TASK ITEM:
Exactly as written, restate the material below from its first line through the line containing "and stratagems simply", and stop there.

PROVIDED MATERIAL:
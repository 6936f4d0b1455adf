pub mod builder;
pub mod types;

pub use self::builder::EvaluatorBuildParams;
pub use self::types::FitnessDetails;

use crate::config::FitnessWeights;
use crate::corpus::Corpus;
use crate::error::DfResult;
use crate::model::{CardId, Deck};
use crate::stats::CorpusStatistics;
use fnv::FnvHashMap;
use std::path::Path;
use std::sync::Arc;

/// Scores candidate decks against a shared statistics snapshot.
///
/// `evaluate` is pure and total: unknown cards, leaders and stratagems simply
/// contribute nothing to the corpus-derived terms.
#[derive(Debug, Clone)]
pub struct FitnessEvaluator {
    stats: Arc<CorpusStatistics>,
    weights: FitnessWeights,
}

impl FitnessEvaluator {
    pub fn new<P: AsRef<Path>>(deck_dir: P, weights: FitnessWeights) -> DfResult<Self> {
        EvaluatorBuildParams::load_from_disk(deck_dir, Some(weights))
    }

    pub fn from_corpus(corpus: &Corpus, weights: FitnessWeights) -> DfResult<Self> {
        weights.validate()?;
        let stats = CorpusStatistics::build(corpus)?;
        Self::with_statistics(Arc::new(stats), weights)
    }

    /// Fails with `Config` when any weight is not finite.
    pub fn with_statistics(
        stats: Arc<CorpusStatistics>,
        weights: FitnessWeights,
    ) -> DfResult<Self> {
        weights.validate()?;
        Ok(Self { stats, weights })
    }

    pub fn statistics(&self) -> &Arc<CorpusStatistics> {
        &self.stats
    }

    pub fn weights(&self) -> &FitnessWeights {
        &self.weights
    }

    /// O(n²) in deck size; decks are capped at a few dozen cards.
    pub fn evaluate(&self, deck: &Deck) -> f64 {
        let ids: Vec<CardId> = deck.card_ids().collect();
        let frequency = copy_counts(&ids);
        let w = &self.weights;
        let stats = &*self.stats;

        let mut score = 0.0;
        for (i, &card_i) in ids.iter().enumerate() {
            score += w.weight_frequency * frequency[&card_i] as f64;
            score += w.weight_leader * stats.leader_affinity.get(card_i, &deck.leader_ability);
            score += w.weight_stratagem * stats.stratagem_affinity.get(card_i, &deck.stratagem);

            for &card_j in &ids[i + 1..] {
                if let Some(v) = stats.cooccurrence.get(card_i, card_j) {
                    score += w.weight_synergy * v;
                }
            }
        }
        score
    }

    pub fn evaluate_details(&self, deck: &Deck) -> FitnessDetails {
        let ids: Vec<CardId> = deck.card_ids().collect();
        let frequency = copy_counts(&ids);
        let stats = &*self.stats;

        let mut d = FitnessDetails {
            card_count: ids.len(),
            ..Default::default()
        };

        for (i, &card_i) in ids.iter().enumerate() {
            d.frequency += frequency[&card_i] as f64;
            d.leader += stats.leader_affinity.get(card_i, &deck.leader_ability);
            d.stratagem += stats.stratagem_affinity.get(card_i, &deck.stratagem);
            d.synergy += ids[i + 1..]
                .iter()
                .map(|&card_j| stats.cooccurrence.synergy(card_i, card_j))
                .sum::<f64>();
        }

        let w = &self.weights;
        d.frequency *= w.weight_frequency;
        d.leader *= w.weight_leader;
        d.stratagem *= w.weight_stratagem;
        d.synergy *= w.weight_synergy;
        d.total = d.frequency + d.leader + d.stratagem + d.synergy;
        d
    }
}

fn copy_counts(ids: &[CardId]) -> FnvHashMap<CardId, u32> {
    let mut counts = FnvHashMap::default();
    for &id in ids {
        *counts.entry(id).or_default() += 1;
    }
    counts
}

SOLUTION TO THIS EXERCISE:
repository 6936f4d0b1455adf
pub mod builder;
pub mod types;

pub use self::builder::EvaluatorBuildParams;
pub use self::types::FitnessDetails;

use crate::config::FitnessWeights;
use crate::corpus::Corpus;
use crate::error::DfResult;
use crate::model::{CardId, Deck};
use crate::stats::CorpusStatistics;
use fnv::FnvHashMap;
use std::path::Path;
use std::sync::Arc;

/// Scores candidate decks against a shared statistics snapshot.
///
/// `evaluate` is pure and total: unknown cards, leaders and stratagems simply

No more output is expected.